If you have users who can't login, please look for the records of the user in the following tables:

• mdl_local_o365_objects
• mdl_auth_oidc_token
• mdl_local_o365_connections (in case the user is manually connected)

I hope this helps.

Regards,
Lai

[AntonT76]

Dear @weilai-irl

we have a similar problem like @hdagheda :
In some cases we have to change existing usernames (eg username changes from [email protected] to [email protected]). It is the same user, but due to some organisational processes the user gets a new username. The old username will be deactivated/deleted.

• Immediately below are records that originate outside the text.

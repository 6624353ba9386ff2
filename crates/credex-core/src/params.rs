//! Invocation parameters supplied by the calling workflow step.

use crate::secrets::Secret;
use crate::{Error, Result};

/// Parameters for issuing a GitHub App installation token.
#[derive(Debug, Clone)]
pub struct GitHubAppParams {
    pub provider_endpoint: String,
    pub audience: String,
    /// Pre-existing workflow token, used only when OIDC is unavailable.
    pub github_token: Option<Secret>,
    /// Repository identifiers the token should be scoped to.
    pub repositories: Vec<String>,
}

/// Parameters for assuming an AWS IAM role through the broker.
#[derive(Debug, Clone)]
pub struct AwsParams {
    pub provider_endpoint: String,
    pub audience: String,
    pub github_token: Option<Secret>,
    pub role_to_assume: String,
    pub role_session_name: String,
    pub duration_seconds: u32,
    pub region: String,
    pub role_session_tagging: bool,
    pub use_node_id: bool,
    /// Salt used by the broker to obfuscate the repository name; empty disables it.
    pub obfuscate_repository: String,
}

/// Smallest session duration STS accepts.
pub const MIN_ROLE_DURATION_SECONDS: u32 = 900;
/// Largest session duration STS accepts.
pub const MAX_ROLE_DURATION_SECONDS: u32 = 43200;

impl AwsParams {
    pub fn validate(&self) -> Result<()> {
        if self.role_to_assume.is_empty() {
            return Err(Error::InvalidInput("`role-to-assume` is required".to_string()));
        }
        if self.region.is_empty() {
            return Err(Error::InvalidInput("`aws-region` is required".to_string()));
        }
        if !(MIN_ROLE_DURATION_SECONDS..=MAX_ROLE_DURATION_SECONDS).contains(&self.duration_seconds) {
            return Err(Error::InvalidInput(format!(
                "`role-duration-seconds` must be between {} and {}, got {}",
                MIN_ROLE_DURATION_SECONDS, MAX_ROLE_DURATION_SECONDS, self.duration_seconds
            )));
        }
        Ok(())
    }
}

In most of the cases the user has already done some activities in Moodle (eg upload homework, quiz, etc.) with his old username. These activities would be lost if we create a new user (eg [email protected]) and deactivate/delete the old user (eg [email protected]) in Moodle.

So what we do is to change the username directly in Moodle. It works fine, but it ends up in a Token error. The user could not login. To fix the token error, we have to edit the database (table: auth_oidc_token) and delete the entry of this user. Unfortunately, it is not easy because we do not always have access to the databases.

It would be nice if there is a possibility directly in the Maintenance Tool-Set of Office 365-Plugin Set - maybe in addition to the feature "Cleanup OpenID Connection Tokens" - where we can delete invalid token entries in the database "auth_oidc_token".

thanks,
best regards
Anton

[AntonT76]

Based on some tests I would like to make an addition. It might be possible to avoid a token error after changing the existing username in Moodle:

1. login in Moodle as Moodle Admin
2. go to o365-plugin-settings - Advanced - Connections - Manage User Connections
3. disconnect the user
4. enter a pseudo-password (user will be changed from OIDC to manual login authentication, a stored token will be deleted from the table prefix_auth_oidc_token)
5. go to user settings, edit the user and change username - save entries
6. edit user settings again - change authentication method from "manual" to "OpenID Connect"
7. Finished.

Now, the user can login with the new login name. A new token will be stored in the table prefix_auth_oidc_token

I did some tests with one user, I hope, this method will work for all other users.

br, Anton

[kagmole]

Had the same issue than @AntonT76 on our Moodle instance.
Alas, we had 1'000+ wrong entries, so doing the described manual steps would have been a little tedious. 😁

Basically our users had an old Windows username prefix-theuser while we needed the new Windows style theuser@domain.
For our cases, the table prefix_auth_oidc_token (where our prefix = the default mdl) contained the correct value in oidcusername.

So what we did was basically check our cases with:

SELECT * 
FROM "mdl_auth_oidc_token"
WHERE
    LOWER("username") <> LOWER("oidcusername")
    AND LOWER("username") LIKE 'prefix-%'
    AND LOWER("oidcusername") LIKE '%@domain'
ORDER BY "username"

A little backup:

SELECT * INTO "backup_mdl_auth_oidc_token_20250214" FROM "mdl_auth_oidc_token"

And the fix:

UPDATE "mdl_auth_oidc_token" SET "username" = LOWER("oidcusername")
WHERE
    LOWER("username") <> LOWER("oidcusername")
    AND LOWER("username") LIKE 'prefix-%'
    AND LOWER("oidcusername") LIKE '%@domain'

After that, no more issue to reconnect.
In case it helps someone with the same problem.